Where is your oiler leaking from? Out of the filler hole or the drain end at the bar? It's been a while since I looked at pics of your oiler setup so I don't remember exactly what it looked like, just the general idea. I made a similar (though much more unsophisticated) oiler on the 4-stroke CSM I built a few years ago. I just used an old fire extinguisher as the tank, inverted it, drilled a hole in the bottom (now the top) and J-B welded a fitting to it as a filler cap. For the drain I just put a ball valve directly onto the extinguisher's neck with a barb fitting on the other end, and ran a hose from there down to a fitting on the bar. However I had lots of extra hose so there is a "gooseneck" section similar to your sink drain's plumbing. The oil tank has been sitting for two years untouched and still looks as full as I left it. 

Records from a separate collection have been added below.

//! In-memory `SearchIndex` for tests.

use std::collections::BTreeMap;
use std::sync::Mutex;
use std::sync::atomic::{AtomicBool, Ordering};

use async_trait::async_trait;
use stockroom_core::error::DomainError;
use stockroom_core::event::AuditRecord;
use stockroom_core::model::Product;
use stockroom_core::search::SearchIndex;

/// A search index holding documents in a map and audit entries in a list.
/// Audit appends and document writes can be switched to fail independently.
#[derive(Debug, Default)]
pub struct InMemorySearchIndex {
    documents: Mutex<BTreeMap<i64, Product>>,
    audit: Mutex<Vec<AuditRecord>>,
    fail_writes: AtomicBool,
    fail_audit: AtomicBool,
}

impl InMemorySearchIndex {
    /// Creates an empty index.
    #[must_use]
    pub fn new() -> Self {
        Self::default()
    }

    /// Makes `upsert` and `delete` fail while `true`.
    pub fn set_fail_writes(&self, fail: bool) {
        self.fail_writes.store(fail, Ordering::SeqCst);
    }

    /// Makes `append_audit` fail while `true`.
    pub fn set_fail_audit(&self, fail: bool) {
        self.fail_audit.store(fail, Ordering::SeqCst);
    }

    /// Returns the indexed documents ordered by id.
    ///
    /// # Panics
    ///
    /// Panics if the internal mutex is poisoned.
    pub fn documents(&self) -> Vec<Product> {
        self.documents.lock().unwrap().values().cloned().collect()
    }

    /// Returns the audit log in append order.
    ///
    /// # Panics
    ///
    /// Panics if the internal mutex is poisoned.
    pub fn audit_log(&self) -> Vec<AuditRecord> {
        self.audit.lock().unwrap().clone()
    }

    fn check_writes(&self) -> Result<(), DomainError> {
        if self.fail_writes.load(Ordering::SeqCst) {
            return Err(DomainError::Transient("index unavailable".into()));
        }
        Ok(())
    }
}

#[async_trait]
impl SearchIndex for InMemorySearchIndex {
    async fn upsert(&self, product: &Product) -> Result<(), DomainError> {
        self.check_writes()?;
        self.documents
            .lock()
            .unwrap()
            .insert(product.id, product.clone());
        Ok(())
    }

    async fn delete(&self, id: i64) -> Result<bool, DomainError> {
        self.check_writes()?;
        Ok(self.documents.lock().unwrap().remove(&id).is_some())
    }

    async fn append_audit(&self, record: &AuditRecord) -> Result<(), DomainError> {
        if self.fail_audit.load(Ordering::SeqCst) {
            return Err(DomainError::Transient("audit index unavailable".into()));
        }
        self.audit.lock().unwrap().push(record.clone());
        Ok(())
    }
}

I think what's happening is when I shut off the ball valve, gravity siphoned the hose empty except for the gooseneck section, and this full section of hose is keeping more from siphoning out. Those ball valves create pretty much a perfect seal too, so that helps. I also put a small vent on the tank to keep it from getting either a vacuum or too much pressure from heat. Whatever the reason is, it seemed to be the part of the mill that actually worked like it was supposed to! I'm starting to get excited about rebuilding it this summer if I can't secure a bandmill. I know I can make it work this time.


----------



## BobL (Feb 2, 2009)

Thanks for the feedback brad.
I agree the old saws do look better sans brake.
If the saw didn't have a brake it wouldn't bother me, but seeing as it does and I have to locate the saw further back in the mill frame to clear the powerhead oil tank it's no biggie to leave it there.



Brmorgan said:


> Where is your oiler leaking from? Out of the filler hole or the drain end at the bar?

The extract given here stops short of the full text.